Exploring How Generative Adversarial Networks Learn Phonological Representations
It addresses the problem of understanding neural network representations in linguistics, providing insights into language-specific feature learning, but is incremental as it builds on existing ciwGAN methods.
This paper investigates how Generative Adversarial Networks (GANs) learn phonological representations, specifically analyzing contrastive and non-contrastive nasality in French and English vowels using the ciwGAN architecture, finding that GANs encode these features differently but with interactive effects that differ from linguistic models.
This paper explores how Generative Adversarial Networks (GANs) learn representations of phonological phenomena. We analyze how GANs encode contrastive and non-contrastive nasality in French and English vowels by applying the ciwGAN architecture (Begus 2021a).
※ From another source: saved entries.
fn centered(area: Rect, width: u16, height: u16) -> Rect {
    let width = width.min(area.width);
    let height = height.min(area.height);
    Rect {
        x: area.x + (area.width - width) / 2,
        y: area.y + (area.height - height) / 2,
        width,
        height,
    }
}

fn draw_selector(frame: &mut Frame, app: &mut App) {
    let Some(picker) = app.selector.as_mut() else {
        return;
    };
    let items: Vec<ListItem> = std::iter::once(ListItem::new(Span::styled(
        picker.selector.placeholder,
        Style::default().fg(Color::DarkGray),
    )))
    .chain(
        picker
            .selector
            .options
            .iter()
            .map(|(status, _)| ListItem::new(status.label())),
    )
    .collect();

    let height = picker.selector.options.len() as u16 + 3;
    let area = centered(frame.area(), 30, height);
    let list = List::new(items)
        .block(
            Block::default()
                .borders(Borders::ALL)
                .title(format!(" {} ", picker.filename)),
        )
        .highlight_style(Style::default().bg(Color::DarkGray).add_modifier(Modifier::BOLD))
        .highlight_symbol("> ");

    frame.render_widget(Clear, area);
    frame.render_stateful_widget(list, area, &mut picker.state);
}

fn draw_alert(frame: &mut Frame, message: &str) {
    let area = centered(frame.area(), 50, 6);
    let widget = Paragraph::new(vec![
        Line::from(message.to_string()),
        Line::from(""),
        Line::from(Span::styled(
            "Press Enter to dismiss",
            Style::default().fg(Color::DarkGray),
        )),
    ])
    .alignment(Alignment::Center)
    .wrap(Wrap { trim: true })
    .block(
        Block::default()
            .borders(Borders::ALL)
            .border_style(Style::default().fg(Color::Red))
            .title(" Alert "),
    );
    frame.render_widget(Clear, area);
    frame.render_widget(widget, area);
}
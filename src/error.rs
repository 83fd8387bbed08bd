use thiserror::Error;

#[derive(Error, Debug)]
pub enum FetchError {
    #[error("HTTP error! status: {0}")]
    Status(u16),

    #[error("request failed: {0}")]
    Transport(#[source] reqwest::Error),

    #[error("could not parse job list: {0}")]
    Decode(#[source] reqwest::Error),

    #[error("invalid request URL: {0}")]
    InvalidUrl(String),
}

impl FetchError {
    pub fn status(&self) -> Option<u16> {
        match self {
            FetchError::Status(code) => Some(*code),
            _ => None,
        }
    }
}

#[derive(Error, Debug)]
pub enum UpdateError {
    #[error("status update rejected with HTTP {0}")]
    Status(u16),

    #[error("status update failed: {0}")]
    Transport(#[from] reqwest::Error),

    #[error("invalid request URL: {0}")]
    InvalidUrl(String),
}
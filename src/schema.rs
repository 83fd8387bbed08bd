use crate::models::Field;

#[derive(Debug, Clone, Copy, PartialEq, Eq)]
pub enum ColumnKind {
    Plain,
    StatusBadge,
    Actions,
    Date,
}

/// One table column. `data_key` is required for `Plain` and `Date` columns.
#[derive(Debug, Clone, Copy, PartialEq, Eq)]
pub struct ColumnSpec {
    pub label: &'static str,
    pub kind: ColumnKind,
    pub data_key: Option<Field>,
    pub style_class: Option<&'static str>,
    /// Preferred terminal width in cells.
    pub width: u16,
}

impl ColumnSpec {
    pub const fn plain(label: &'static str, key: Field, width: u16) -> Self {
        Self {
            label,
            kind: ColumnKind::Plain,
            data_key: Some(key),
            style_class: None,
            width,
        }
    }

    pub const fn date(label: &'static str, key: Field, width: u16) -> Self {
        Self {
            label,
            kind: ColumnKind::Date,
            data_key: Some(key),
            style_class: Some("col-date"),
            width,
        }
    }

    pub const fn with_class(mut self, class: &'static str) -> Self {
        self.style_class = Some(class);
        self
    }
}

pub const JOB_COLUMNS: &[ColumnSpec] = &[
    ColumnSpec {
        label: "Status",
        kind: ColumnKind::StatusBadge,
        data_key: Some(Field::Status),
        style_class: Some("col-status"),
        width: 12,
    },
    ColumnSpec {
        label: "Actions",
        kind: ColumnKind::Actions,
        data_key: None,
        style_class: Some("col-actions"),
        width: 20,
    },
    ColumnSpec::plain("Job title", Field::JobTitle, 32).with_class("col-title"),
    ColumnSpec::plain("German", Field::GermanRequired, 8),
    ColumnSpec::plain("Tech job", Field::TechJob, 8),
    ColumnSpec::plain("Seniority", Field::Seniority, 10),
    ColumnSpec::plain("Company", Field::Company, 20),
    ColumnSpec::plain("Location", Field::Location, 16),
    ColumnSpec::date("Added", Field::LastModTime, 26),
    ColumnSpec::plain("Required skills", Field::RequiredSkills, 30).with_class("col-notes"),
    ColumnSpec::plain("Preferred skills", Field::PreferredSkills, 30).with_class("col-notes"),
    ColumnSpec::plain("Immatrikulation", Field::Immatrikulation, 10),
    ColumnSpec::plain("Other requirements", Field::OtherRequirements, 30).with_class("col-notes"),
    ColumnSpec::plain("Category", Field::Category, 16),
];

/// The static column set for the job table.
#[derive(Debug, Clone, Copy)]
pub struct ColumnSchema {
    columns: &'static [ColumnSpec],
}

impl ColumnSchema {
    pub const fn new(columns: &'static [ColumnSpec]) -> Self {
        Self { columns }
    }

    pub fn columns(&self) -> &'static [ColumnSpec] {
        self.columns
    }

    pub fn len(&self) -> usize {
        self.columns.len()
    }

    pub fn is_empty(&self) -> bool {
        self.columns.is_empty()
    }

    pub fn header(&self) -> Vec<&'static str> {
        self.columns.iter().map(|c| c.label).collect()
    }
}

impl Default for ColumnSchema {
    fn default() -> Self {
        Self::new(JOB_COLUMNS)
    }
}

#[cfg(test)]
mod tests {
    use super::*;

    #[test]
    fn test_default_schema_layout() {
        let schema = ColumnSchema::default();
        assert_eq!(schema.len(), 14);
        assert_eq!(schema.columns()[0].kind, ColumnKind::StatusBadge);
        assert_eq!(schema.columns()[1].kind, ColumnKind::Actions);
        assert_eq!(schema.header()[2], "Job title");
    }

    #[test]
    fn test_data_columns_have_keys() {
        for col in ColumnSchema::default().columns() {
            match col.kind {
                ColumnKind::Plain | ColumnKind::Date => {
                    assert!(col.data_key.is_some(), "{} has no data key", col.label)
                }
                ColumnKind::Actions => assert!(col.data_key.is_none()),
                ColumnKind::StatusBadge => {}
            }
        }
    }

    #[test]
    fn test_exactly_one_date_column_reads_last_mod_time() {
        let dates: Vec<_> = ColumnSchema::default()
            .columns()
            .iter()
            .filter(|c| c.kind == ColumnKind::Date)
            .collect();
        assert_eq!(dates.len(), 1);
        assert_eq!(dates[0].data_key, Some(Field::LastModTime));
    }
}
Begus claims that ciwGAN encodes linguistically meaningful representations with categorical variables in its latent space and manipulating the latent variables shows an almost one to one corresponding control of the phonological features in ciwGAN's generated outputs. However, our results show an interactive effect of latent variables on the features in the generated outputs, which suggests the learned representations in neural networks are different from the phonological representations proposed by linguists. On the other hand, ciwGAN is able to distinguish contrastive and noncontrastive features in English and French by encoding them differently. Comparing the performance of GANs learning from different languages results in a better understanding of what language specific features contribute to developing language specific phonological representations. We also discuss the role of training data frequencies in phonological feature learning.